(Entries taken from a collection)
>>>

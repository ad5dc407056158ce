/*!
 * Statistical Strategy
 *
 * Mean-reversion signals from the statistical engine. These are model
 * output, not observed price gaps, so the confidence score is load-bearing:
 * below the floor the signal is noise and the strategy refuses it rather
 * than paying gas to find out.
 */

use async_trait::async_trait;

use arbflow_domain::{ExecutionErrorKind, ExecutionResult, Opportunity, OpportunityKind};

use crate::context::StrategyContext;
use crate::strategy::{Strategy, execute_via_rpc};

/// Signals under this confidence are treated as noise.
const CONFIDENCE_FLOOR: f64 = 0.55;

pub struct StatisticalStrategy;

impl StatisticalStrategy {
    fn validate(&self, opp: &Opportunity) -> Result<(), String> {
        if opp.buy_venue.is_empty() || opp.sell_venue.is_empty() {
            return Err("statistical signal requires both venues".into());
        }
        if opp.confidence < CONFIDENCE_FLOOR {
            return Err(format!(
                "confidence {:.2} below the {CONFIDENCE_FLOOR} floor",
                opp.confidence
            ));
        }
        Ok(())
    }
}

#[async_trait]
impl Strategy for StatisticalStrategy {
    fn name(&self) -> &'static str {
        "statistical"
    }

    fn kind(&self) -> OpportunityKind {
        OpportunityKind::Statistical
    }

    async fn execute(&self, opportunity: &Opportunity, ctx: &StrategyContext) -> ExecutionResult {
        if let Err(detail) = self.validate(opportunity) {
            return ExecutionResult::failure(opportunity, ExecutionErrorKind::PathInvalid, detail);
        }

        if let Some(result) = ctx.simulate_if_enabled(opportunity).await {
            return result;
        }

        execute_via_rpc(opportunity, ctx, true).await
    }
}
/*!
 * Leader Election
 *
 * One active coordinator per region, fenced by a single Redis lease key:
 *
 * ```text
 * standby ── SET leader:{region} NX PX ttl ──▶ active
 *    ▲                                           │
 *    │              compare-and-set renew        │ every ttl/3
 *    │                                           ▼
 *    └──── CAS failed / renewal slow ──── demoted (hook fires)
 * ```
 *
 * The lease TTL is the sole fencing mechanism. Brief overlap between a
 * stale active and a fresh one is tolerated: forwarding is idempotent and
 * duplicates are absorbed by the executor's per-opportunity lock.
 *
 * A renewal round-trip slower than ttl/2 demotes preemptively: after that
 * long we cannot assume the lease is still ours.
 */

use std::time::Duration;
use tokio::sync::{broadcast, watch};
use tracing::{error, info, warn};

use arbflow_common::LockManager;
use arbflow_config::{LeaderSettings, topology};
use arbflow_domain::CoordinatorEventKind;

use crate::alerts::EventPublisher;
use crate::metrics;

/// This instance's view of its own leadership.
#[derive(Debug, Clone, Copy, PartialEq, Eq)]
pub enum LeaderState {
    Standby,
    Active,
}

/// Runs the acquire/renew/release protocol and broadcasts state changes.
pub struct LeaderElector {
    locks: LockManager,
    events: EventPublisher,
    key: String,
    settings: LeaderSettings,
    state_tx: watch::Sender<LeaderState>,
    renewal_count: u64,
}

impl LeaderElector {
    pub fn new(
        locks: LockManager,
        events: EventPublisher,
        region: &str,
        settings: LeaderSettings,
    ) -> (Self, watch::Receiver<LeaderState>) {
        let (state_tx, state_rx) = watch::channel(LeaderState::Standby);
        (
            Self {
                locks,
                events,
                key: topology::leader_key(region),
                settings,
                state_tx,
                renewal_count: 0,
            },
            state_rx,
        )
    }

    /// Drive the election until shutdown. On graceful shutdown the lease is
    /// deleted only if still ours, so a successor's lease is never stolen.
    pub async fn run(mut self, mut shutdown: broadcast::Receiver<()>) {
        info!("Leader elector started (key: {})", self.key);

        loop {
            // Standby: poll for the lease
            match self.try_acquire().await {
                Ok(true) => {
                    self.activate().await;
                    let demoted_gracefully = self.renew_until_lost(&mut shutdown).await;
                    if demoted_gracefully {
                        // Shutdown requested while active
                        break;
                    }
                    // Lost the lease: back to standby polling
                    continue;
                }
                Ok(false) => {}
                Err(e) => {
                    warn!("Lease acquisition attempt failed: {}", e);
                }
            }

            tokio::select! {
                _ = tokio::time::sleep(self.settings.retry_interval) => {}
                _ = shutdown.recv() => {
                    info!("Leader elector stopping (standby)");
                    break;
                }
            }
        }
    }

    async fn try_acquire(&mut self) -> arbflow_common::Result<bool> {
        self.locks.acquire(&self.key, self.settings.lease_ttl).await
    }

    async fn activate(&mut self) {
        self.renewal_count = 0;
        info!(
            "👑 Acquired leader lease {} (instance: {})",
            self.key,
            self.locks.owner()
        );
        metrics::IS_LEADER.set(1);
        metrics::LEADER_TRANSITIONS_TOTAL
            .with_label_values(&["elected"])
            .inc();

        if let Err(e) = self.events.publish(CoordinatorEventKind::LeaderElected).await {
            warn!("Failed to publish leader-elected event: {}", e);
        }

        let _ = self.state_tx.send(LeaderState::Active);
    }

    async fn demote(&mut self, reason: &str) {
        warn!(
            "Demoting to standby after {} renewals: {}",
            self.renewal_count, reason
        );
        metrics::IS_LEADER.set(0);
        metrics::LEADER_TRANSITIONS_TOTAL
            .with_label_values(&["demoted"])
            .inc();

        // Demotion hook: active-only subsystems watch this channel and stop
        let _ = self.state_tx.send(LeaderState::Standby);

        if let Err(e) = self
            .events
            .publish(CoordinatorEventKind::LeaderDemoted {
                reason: reason.to_string(),
            })
            .await
        {
            warn!("Failed to publish leader-demoted event: {}", e);
        }
    }

    /// Renew while active. Returns `true` when shutdown was requested
    /// (graceful release done), `false` on lease loss.
    async fn renew_until_lost(&mut self, shutdown: &mut broadcast::Receiver<()>) -> bool {
        let mut ticker = tokio::time::interval(self.settings.renew_interval);
        ticker.set_missed_tick_behavior(tokio::time::MissedTickBehavior::Delay);
        // First tick fires immediately; skip it so renewal starts one
        // interval after acquisition.
        ticker.tick().await;

        // A renewal slower than ttl/2 leaves too little margin to trust
        let renew_deadline = self.settings.lease_ttl / 2;

        loop {
            tokio::select! {
                _ = ticker.tick() => {
                    let renewal = tokio::time::timeout(
                        renew_deadline,
                        self.locks.renew(&self.key, self.settings.lease_ttl),
                    )
                    .await;

                    match renewal {
                        Ok(Ok(true)) => {
                            self.renewal_count += 1;
                        }
                        Ok(Ok(false)) => {
                            self.demote("lease no longer ours (compare-and-set failed)").await;
                            return false;
                        }
                        Ok(Err(e)) => {
                            self.demote(&format!("lease renewal failed: {e}")).await;
                            return false;
                        }
                        Err(_) => {
                            self.demote("lease renewal exceeded half the lease TTL").await;
                            return false;
                        }
                    }
                }
                _ = shutdown.recv() => {
                    info!("Leader elector stopping (active); releasing lease");
                    let _ = self.state_tx.send(LeaderState::Standby);
                    metrics::IS_LEADER.set(0);
                    match self.locks.release(&self.key).await {
                        Ok(true) => info!("Leader lease released"),
                        Ok(false) => info!("Leader lease already expired or taken over"),
                        Err(e) => error!("Failed to release leader lease: {}", e),
                    }
                    return true;
                }
            }
        }
    }
}
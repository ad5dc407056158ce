/*!
 * Distributed Locks and Leases
 *
 * Short-TTL Redis keys whose atomic creation grants exclusive ownership:
 *
 * - `lock:opp:{id}` — per-opportunity execution lock (executor instances)
 * - `leader:{region}` — coordinator leader lease
 *
 * Acquisition is `SET key owner NX PX ttl`. Renewal and release compare the
 * stored owner first (Lua, single round-trip) so a holder can never extend
 * or delete a successor's key after its own TTL lapsed.
 */

use lazy_static::lazy_static;
use redis::aio::ConnectionManager;
use std::time::Duration;
use tracing::{debug, info};

use crate::error::Result;

lazy_static! {
    /// Extend the TTL iff the key still belongs to us.
    static ref RENEW_SCRIPT: redis::Script = redis::Script::new(
        r#"
        if redis.call('GET', KEYS[1]) == ARGV[1] then
            redis.call('SET', KEYS[1], ARGV[1], 'PX', ARGV[2])
            return 1
        else
            return 0
        end
        "#,
    );

    /// Delete the key iff it still belongs to us.
    static ref RELEASE_SCRIPT: redis::Script = redis::Script::new(
        r#"
        if redis.call('GET', KEYS[1]) == ARGV[1] then
            return redis.call('DEL', KEYS[1])
        else
            return 0
        end
        "#,
    );
}

/// Lock/lease operations bound to one owner identity.
pub struct LockManager {
    manager: ConnectionManager,
    owner: String,
}

impl Clone for LockManager {
    fn clone(&self) -> Self {
        Self {
            manager: self.manager.clone(),
            owner: self.owner.clone(),
        }
    }
}

impl LockManager {
    pub async fn connect(redis_url: &str, owner: &str) -> Result<Self> {
        let client = redis::Client::open(redis_url)?;
        let manager = ConnectionManager::new(client).await?;

        info!("Lock manager connected (owner: {})", owner);
        Ok(Self {
            manager,
            owner: owner.to_string(),
        })
    }

    pub fn owner(&self) -> &str {
        &self.owner
    }

    /// Atomic set-if-absent with TTL. `true` = we own the key now.
    pub async fn acquire(&mut self, key: &str, ttl: Duration) -> Result<bool> {
        let reply: Option<String> = redis::cmd("SET")
            .arg(key)
            .arg(&self.owner)
            .arg("NX")
            .arg("PX")
            .arg(ttl.as_millis() as u64)
            .query_async(&mut self.manager)
            .await?;

        let acquired = reply.is_some();
        debug!(
            "Lock acquire {} -> {} (owner: {})",
            key,
            if acquired { "acquired" } else { "busy" },
            self.owner
        );
        Ok(acquired)
    }

    /// Compare-and-set TTL extension. `false` means the key expired or was
    /// taken over; the caller must treat itself as demoted.
    pub async fn renew(&mut self, key: &str, ttl: Duration) -> Result<bool> {
        let renewed: i64 = RENEW_SCRIPT
            .key(key)
            .arg(&self.owner)
            .arg(ttl.as_millis() as u64)
            .invoke_async(&mut self.manager)
            .await?;
        Ok(renewed == 1)
    }

    /// Compare-and-delete. `false` means the key was already gone or owned
    /// by someone else (never deletes a successor's key).
    pub async fn release(&mut self, key: &str) -> Result<bool> {
        let released: i64 = RELEASE_SCRIPT
            .key(key)
            .arg(&self.owner)
            .invoke_async(&mut self.manager)
            .await?;

        debug!(
            "Lock release {} -> {} (owner: {})",
            key,
            if released == 1 { "released" } else { "not-held" },
            self.owner
        );
        Ok(released == 1)
    }

    /// Current holder of the key, if any.
    pub async fn holder(&mut self, key: &str) -> Result<Option<String>> {
        let holder: Option<String> = redis::cmd("GET")
            .arg(key)
            .query_async(&mut self.manager)
            .await?;
        Ok(holder)
    }
}
/*!
 * Heartbeats, Degradation Levels, and Coordinator Events
 *
 * Every service publishes a `Heartbeat` record to
 * `stream:service-heartbeats` at a fixed cadence. The active coordinator's
 * health monitor folds the stream into per-service freshness and classifies
 * the region into a `DegradationLevel`. Level transitions and leadership
 * changes are published as `CoordinatorEvent`s on
 * `stream:coordinator-events`.
 */

use serde::{Deserialize, Serialize};

/// Role a service plays in the pipeline.
#[derive(Debug, Clone, Copy, PartialEq, Eq, Hash, Serialize, Deserialize)]
#[serde(rename_all = "kebab-case")]
pub enum ServiceRole {
    Coordinator,
    Partition,
    Executor,
    Detector,
}

impl ServiceRole {
    /// Critical roles force `critical` classification when stale: losing the
    /// executor or the coordinator halts the pipeline outright, while a
    /// partition or detector only degrades coverage.
    pub fn is_critical(&self) -> bool {
        matches!(self, ServiceRole::Coordinator | ServiceRole::Executor)
    }

    pub fn as_str(&self) -> &'static str {
        match self {
            ServiceRole::Coordinator => "coordinator",
            ServiceRole::Partition => "partition",
            ServiceRole::Executor => "executor",
            ServiceRole::Detector => "detector",
        }
    }
}

impl std::str::FromStr for ServiceRole {
    type Err = String;

    fn from_str(s: &str) -> Result<Self, Self::Err> {
        match s {
            "coordinator" => Ok(ServiceRole::Coordinator),
            "partition" => Ok(ServiceRole::Partition),
            "executor" => Ok(ServiceRole::Executor),
            "detector" => Ok(ServiceRole::Detector),
            other => Err(format!("unknown service role: {other:?}")),
        }
    }
}

/// Self-reported lifecycle state carried inside a heartbeat.
#[derive(Debug, Clone, Copy, PartialEq, Eq, Serialize, Deserialize)]
#[serde(rename_all = "kebab-case")]
pub enum ReportedState {
    Starting,
    Healthy,
    Degraded,
    Failed,
}

/// Monotone per-service counters carried inside a heartbeat.
#[derive(Debug, Clone, Copy, Default, PartialEq, Eq, Serialize, Deserialize)]
#[serde(rename_all = "camelCase")]
pub struct ServiceCounters {
    pub messages_processed_total: u64,
    pub errors_total: u64,
    pub queue_depth: u64,
}

/// Per-service liveness record, refreshed at a fixed cadence.
///
/// `last_beat_at` is monotone per `service_id`; the record expires
/// implicitly once `now - last_beat_at` exceeds the stale threshold.
#[derive(Debug, Clone, Serialize, Deserialize)]
#[serde(rename_all = "camelCase")]
pub struct Heartbeat {
    pub service_id: String,
    pub role: ServiceRole,
    pub last_beat_at: i64,
    pub reported_state: ReportedState,
    #[serde(default)]
    pub counters: ServiceCounters,
}

/// Region-wide health classification derived from observed heartbeats.
///
/// Variant order is severity order: later variants are more degraded, so
/// `Ord` comparisons read as "worse than".
#[derive(Debug, Clone, Copy, PartialEq, Eq, PartialOrd, Ord, Serialize, Deserialize)]
#[serde(rename_all = "kebab-case")]
pub enum DegradationLevel {
    Normal,
    Partial,
    Critical,
    CompleteOutage,
}

impl DegradationLevel {
    pub fn as_str(&self) -> &'static str {
        match self {
            DegradationLevel::Normal => "normal",
            DegradationLevel::Partial => "partial",
            DegradationLevel::Critical => "critical",
            DegradationLevel::CompleteOutage => "complete-outage",
        }
    }
}

impl std::fmt::Display for DegradationLevel {
    fn fmt(&self, f: &mut std::fmt::Formatter<'_>) -> std::fmt::Result {
        f.write_str(self.as_str())
    }
}

/// Alert severities attached to dispatched alerts.
#[derive(Debug, Clone, Copy, PartialEq, Eq, Serialize, Deserialize)]
#[serde(rename_all = "kebab-case")]
pub enum AlertSeverity {
    Info,
    Warning,
    Critical,
}

/// What happened, for entries on `stream:coordinator-events`.
#[derive(Debug, Clone, PartialEq, Serialize, Deserialize)]
#[serde(tag = "event", rename_all = "kebab-case")]
pub enum CoordinatorEventKind {
    LeaderElected,
    LeaderDemoted {
        reason: String,
    },
    DegradationChanged {
        from: DegradationLevel,
        to: DegradationLevel,
        stale_services: Vec<String>,
    },
    PipelineStarvation {
        detector_messages: u64,
    },
    Alert {
        severity: AlertSeverity,
        message: String,
    },
}

/// Envelope for coordinator-event stream entries.
#[derive(Debug, Clone, PartialEq, Serialize, Deserialize)]
#[serde(rename_all = "camelCase")]
pub struct CoordinatorEvent {
    #[serde(flatten)]
    pub kind: CoordinatorEventKind,
    pub instance_id: String,
    pub region: String,
    pub at: i64,
}

impl CoordinatorEvent {
    pub fn new(kind: CoordinatorEventKind, instance_id: &str, region: &str) -> Self {
        Self {
            kind,
            instance_id: instance_id.to_string(),
            region: region.to_string(),
            at: crate::now_ms(),
        }
    }
}

#[cfg(test)]
mod tests {
    use super::*;

    #[test]
    fn test_degradation_severity_order() {
        assert!(DegradationLevel::Partial > DegradationLevel::Normal);
        assert!(DegradationLevel::Critical > DegradationLevel::Partial);
        assert!(DegradationLevel::CompleteOutage > DegradationLevel::Critical);
    }

    #[test]
    fn test_degradation_wire_names() {
        assert_eq!(
            serde_json::to_string(&DegradationLevel::CompleteOutage).unwrap(),
            "\"complete-outage\""
        );
        let parsed: DegradationLevel = serde_json::from_str("\"partial\"").unwrap();
        assert_eq!(parsed, DegradationLevel::Partial);
    }

    #[test]
    fn test_critical_roles() {
        assert!(ServiceRole::Executor.is_critical());
        assert!(ServiceRole::Coordinator.is_critical());
        assert!(!ServiceRole::Partition.is_critical());
        assert!(!ServiceRole::Detector.is_critical());
    }

    #[test]
    fn test_role_round_trip_from_str() {
        for role in [
            ServiceRole::Coordinator,
            ServiceRole::Partition,
            ServiceRole::Executor,
            ServiceRole::Detector,
        ] {
            let parsed: ServiceRole = role.as_str().parse().unwrap();
            assert_eq!(parsed, role);
        }
        assert!("operator".parse::<ServiceRole>().is_err());
    }

    #[test]
    fn test_heartbeat_wire_shape() {
        let beat = Heartbeat {
            service_id: "executor-1".into(),
            role: ServiceRole::Executor,
            last_beat_at: 1_700_000_000_000,
            reported_state: ReportedState::Healthy,
            counters: ServiceCounters {
                messages_processed_total: 12,
                errors_total: 1,
                queue_depth: 3,
            },
        };

        let json: serde_json::Value = serde_json::to_value(&beat).unwrap();
        assert_eq!(json["serviceId"], "executor-1");
        assert_eq!(json["role"], "executor");
        assert_eq!(json["reportedState"], "healthy");
        assert_eq!(json["counters"]["messagesProcessedTotal"], 12);
    }

    #[test]
    fn test_coordinator_event_tagging() {
        let event = CoordinatorEvent::new(
            CoordinatorEventKind::DegradationChanged {
                from: DegradationLevel::Normal,
                to: DegradationLevel::Critical,
                stale_services: vec!["partition-eu".into()],
            },
            "coordinator-a",
            "us-east",
        );

        let json: serde_json::Value = serde_json::to_value(&event).unwrap();
        assert_eq!(json["event"], "degradation-changed");
        assert_eq!(json["from"], "normal");
        assert_eq!(json["to"], "critical");
        assert_eq!(json["instanceId"], "coordinator-a");

        let back: CoordinatorEvent = serde_json::from_value(json).unwrap();
        assert_eq!(back, event);
    }
}
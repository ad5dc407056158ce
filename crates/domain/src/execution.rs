/*!
 * Execution Requests and Results
 *
 * An `ExecutionRequest` is an opportunity annotated with coordinator
 * metadata; it travels on `stream:execution-requests`. An `ExecutionResult`
 * is the terminal record for an opportunity id, published exactly once per
 * outcome on `stream:execution-results`.
 */

use serde::{Deserialize, Serialize};

use crate::opportunity::Opportunity;

/// Tagged executor failure taxonomy (the `error` field of results).
#[derive(Debug, Clone, Copy, PartialEq, Eq, Hash, Serialize, Deserialize)]
#[serde(rename_all = "kebab-case")]
pub enum ExecutionErrorKind {
    /// Gas price exceeded the configured ceiling at execution time
    GasSpike,
    /// No registered strategy for (type, chain)
    NoStrategy,
    /// Duplicate redelivery of an id this executor already completed
    LockConflict,
    /// Swap path failed validation
    PathInvalid,
    /// Pre-flight simulation returned revert
    SimulationReject,
    /// On-chain execution reverted
    Revert,
    /// Deadline passed before or during execution
    Timeout,
    /// Redis unreachable mid-execution
    SubstrateUnavailable,
    /// Uncategorised strategy failure
    Unknown,
}

impl ExecutionErrorKind {
    /// Only substrate loss is retried, implicitly: the entry stays un-acked
    /// and redelivers after the per-opportunity lock expires.
    pub fn is_retryable(&self) -> bool {
        matches!(self, ExecutionErrorKind::SubstrateUnavailable)
    }

    pub fn as_str(&self) -> &'static str {
        match self {
            ExecutionErrorKind::GasSpike => "gas-spike",
            ExecutionErrorKind::NoStrategy => "no-strategy",
            ExecutionErrorKind::LockConflict => "lock-conflict",
            ExecutionErrorKind::PathInvalid => "path-invalid",
            ExecutionErrorKind::SimulationReject => "simulation-reject",
            ExecutionErrorKind::Revert => "revert",
            ExecutionErrorKind::Timeout => "timeout",
            ExecutionErrorKind::SubstrateUnavailable => "substrate-unavailable",
            ExecutionErrorKind::Unknown => "unknown",
        }
    }
}

impl std::fmt::Display for ExecutionErrorKind {
    fn fmt(&self, f: &mut std::fmt::Formatter<'_>) -> std::fmt::Result {
        f.write_str(self.as_str())
    }
}

/// Opportunity plus coordinator metadata. Identity is the opportunity id.
#[derive(Debug, Clone, Serialize, Deserialize)]
#[serde(rename_all = "camelCase")]
pub struct ExecutionRequest {
    #[serde(flatten)]
    pub opportunity: Opportunity,

    /// Coordinator instance that forwarded this request. Defaulted on
    /// decode: requests injected straight onto the stream (tests, manual
    /// replays) carry no coordinator metadata.
    #[serde(default)]
    pub forwarded_by: String,

    /// Unix millis at forwarding time
    #[serde(default)]
    pub forwarded_at: i64,

    #[serde(default, skip_serializing_if = "Option::is_none")]
    pub strategy_hint: Option<String>,
}

impl ExecutionRequest {
    pub fn id(&self) -> &str {
        &self.opportunity.id
    }
}

/// Terminal outcome record for one opportunity id.
#[derive(Debug, Clone, Serialize, Deserialize)]
#[serde(rename_all = "camelCase")]
pub struct ExecutionResult {
    pub opportunity_id: String,
    pub success: bool,
    pub chain: String,

    #[serde(default)]
    pub venue: String,

    #[serde(default, skip_serializing_if = "Option::is_none")]
    pub tx_hash: Option<String>,

    #[serde(default, skip_serializing_if = "Option::is_none")]
    pub error: Option<ExecutionErrorKind>,

    #[serde(default, skip_serializing_if = "Option::is_none")]
    pub error_detail: Option<String>,

    #[serde(default, skip_serializing_if = "Option::is_none")]
    pub realized_profit_usd: Option<f64>,

    /// Unix millis when the executor produced this record
    pub timestamp: i64,
}

impl ExecutionResult {
    /// Successful execution with a landed transaction.
    pub fn success(opp: &Opportunity, tx_hash: String, realized_profit_usd: f64) -> Self {
        Self {
            opportunity_id: opp.id.clone(),
            success: true,
            chain: opp.chain.clone(),
            venue: opp.buy_venue.clone(),
            tx_hash: Some(tx_hash),
            error: None,
            error_detail: None,
            realized_profit_usd: Some(realized_profit_usd),
            timestamp: crate::now_ms(),
        }
    }

    /// Terminal failure tagged with `kind`.
    pub fn failure(opp: &Opportunity, kind: ExecutionErrorKind, detail: impl Into<String>) -> Self {
        Self {
            opportunity_id: opp.id.clone(),
            success: false,
            chain: opp.chain.clone(),
            venue: opp.buy_venue.clone(),
            tx_hash: None,
            error: Some(kind),
            error_detail: Some(detail.into()),
            realized_profit_usd: None,
            timestamp: crate::now_ms(),
        }
    }

    /// Failure for an id whose full opportunity record is unavailable
    /// (e.g. a lock-conflict duplicate seen before parsing completes).
    pub fn failure_for_id(
        opportunity_id: &str,
        chain: &str,
        kind: ExecutionErrorKind,
        detail: impl Into<String>,
    ) -> Self {
        Self {
            opportunity_id: opportunity_id.to_string(),
            success: false,
            chain: chain.to_string(),
            venue: String::new(),
            tx_hash: None,
            error: Some(kind),
            error_detail: Some(detail.into()),
            realized_profit_usd: None,
            timestamp: crate::now_ms(),
        }
    }
}

#[cfg(test)]
mod tests {
    use super::*;
    use crate::opportunity::OpportunityKind;

    fn opportunity() -> Opportunity {
        serde_json::from_str(
            r#"{
                "id": "opp-7",
                "type": "flash-loan",
                "chain": "arbitrum",
                "buyVenue": "camelot",
                "sellVenue": "uniswap_v3",
                "expectedProfitUsd": 11.2,
                "confidence": 0.8,
                "deadline": 1700000060000,
                "pipelineTimestamps": { "detectedAt": 1700000000000 }
            }"#,
        )
        .unwrap()
    }

    #[test]
    fn test_request_flattens_opportunity() {
        let req = ExecutionRequest {
            opportunity: opportunity(),
            forwarded_by: "coordinator-a".into(),
            forwarded_at: 1_700_000_001_000,
            strategy_hint: None,
        };

        let json: serde_json::Value = serde_json::to_value(&req).unwrap();
        // Flattened: opportunity keys sit next to coordinator metadata
        assert_eq!(json["id"], "opp-7");
        assert_eq!(json["type"], "flash-loan");
        assert_eq!(json["forwardedBy"], "coordinator-a");
        assert!(json.get("strategyHint").is_none());

        let back: ExecutionRequest = serde_json::from_value(json).unwrap();
        assert_eq!(back.id(), "opp-7");
        assert_eq!(back.opportunity.kind, OpportunityKind::FlashLoan);
    }

    #[test]
    fn test_error_kind_wire_names() {
        assert_eq!(
            serde_json::to_string(&ExecutionErrorKind::LockConflict).unwrap(),
            "\"lock-conflict\""
        );
        assert_eq!(
            serde_json::to_string(&ExecutionErrorKind::SubstrateUnavailable).unwrap(),
            "\"substrate-unavailable\""
        );
        let parsed: ExecutionErrorKind = serde_json::from_str("\"gas-spike\"").unwrap();
        assert_eq!(parsed, ExecutionErrorKind::GasSpike);
    }

    #[test]
    fn test_only_substrate_loss_is_retryable() {
        for kind in [
            ExecutionErrorKind::GasSpike,
            ExecutionErrorKind::NoStrategy,
            ExecutionErrorKind::LockConflict,
            ExecutionErrorKind::PathInvalid,
            ExecutionErrorKind::SimulationReject,
            ExecutionErrorKind::Revert,
            ExecutionErrorKind::Timeout,
            ExecutionErrorKind::Unknown,
        ] {
            assert!(!kind.is_retryable(), "{kind} must not be retryable");
        }
        assert!(ExecutionErrorKind::SubstrateUnavailable.is_retryable());
    }

    #[test]
    fn test_result_constructors() {
        let opp = opportunity();

        let ok = ExecutionResult::success(&opp, "0xabc".into(), 10.4);
        assert!(ok.success);
        assert_eq!(ok.opportunity_id, "opp-7");
        assert_eq!(ok.tx_hash.as_deref(), Some("0xabc"));
        assert!(ok.error.is_none());

        let failed = ExecutionResult::failure(&opp, ExecutionErrorKind::Timeout, "deadline passed");
        assert!(!failed.success);
        assert_eq!(failed.error, Some(ExecutionErrorKind::Timeout));
        assert!(failed.realized_profit_usd.is_none());
    }
}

<<<

(What is needed): Transcribe the records above exactly, beginning at the line that contains "use crate::opportunity::Opportunity;" and ending with the line that contains "Uncategorised strategy failure", both included, and nothing else.

(Output for this exercise):
use crate::opportunity::Opportunity;

/// Tagged executor failure taxonomy (the `error` field of results).
#[derive(Debug, Clone, Copy, PartialEq, Eq, Hash, Serialize, Deserialize)]
#[serde(rename_all = "kebab-case")]
pub enum ExecutionErrorKind {
    /// Gas price exceeded the configured ceiling at execution time
    GasSpike,
    /// No registered strategy for (type, chain)
    NoStrategy,
    /// Duplicate redelivery of an id this executor already completed
    LockConflict,
    /// Swap path failed validation
    PathInvalid,
    /// Pre-flight simulation returned revert
    SimulationReject,
    /// On-chain execution reverted
    Revert,
    /// Deadline passed before or during execution
    Timeout,
    /// Redis unreachable mid-execution
    SubstrateUnavailable,
    /// Uncategorised strategy failure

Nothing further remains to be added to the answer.